MEL: The YouTubes just today saying, The way to get financial freedom is write a book called building your money machine. So he can get financial freedom. I go, dude, you are so, you have no clue at what it takes one to write the book, two to get the book out there and three, the numbers behind the book. It’s not, there isn’t, it doesn’t, it doesn’t work that way. Now, could you, it’s everything around it. That’s going to allow you to put a business model around it. But there are some, some books that you just write because you feel compelled to write it and you know that, that it may not be a huge money. I’m not, I have no desire to build a book of business. I have no desire to take out a bunch of clients, run their investments, do any of that stuff. I have no desire for it. I want to keep speaking. I want to keep selling the book. I want to keep help facilitating people to to get it in their lives. I’ll do some coaching. I take on 3 to 5 families and as a family CFO a year and that’s that’s it. That’s I don’t need to to do a lot. And so I’m going to do the things that I think will have the largest scale impact and reach that give me the most joy. And, and that’s really where, where my focus is.

CLARE: And that’s another thing that you talk about, obviously, as well as wealth is about impact. And I mean, obviously this book is a great way to be creating impact. Speaking is another way to be helping and inspiring other people. Did that change after your cancer diagnosis, or has that always been something that’s important to you?

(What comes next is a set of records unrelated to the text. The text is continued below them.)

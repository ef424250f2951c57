use anyhow::Context;
use tracing::Level;

#[rocket::main]
async fn main() -> anyhow::Result<()> {
    #[cfg(debug_assertions)]
    let level = Some(Level::DEBUG);
    #[cfg(not(debug_assertions))]
    let level = Some(Level::INFO);

    let r = workload_backend::create(level)
        .await
        .context("Unable to set up the workload server")?;

    if let Err(e) = r.launch().await {
        let kind = e.kind().to_string();
        tracing::error!("Error launching server: {}", kind);
        anyhow::bail!("Server terminated abnormally: {}", kind);
    }

    Ok(())
}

MEL: No, it always, I always wanted to matter. I always wanted to do something. I was came from a place of service and I cared about people. And the other thing that I, I think that drove me was the re I have this core belief, whether it’s idealistic or, or, or not that anything’s possible. And, and so I always look through the, through the lenses, if anything’s possible, then how do we achieve it?

And, and I wasn’t going to be held back by the averages of society and, and I would just say, well, let’s see, let’s try it, you know, because at some point, they said, there’s no way an airplane will fly you’re out of your mind, but it does now. And there was someone that said, I don’t know, I’m going to try.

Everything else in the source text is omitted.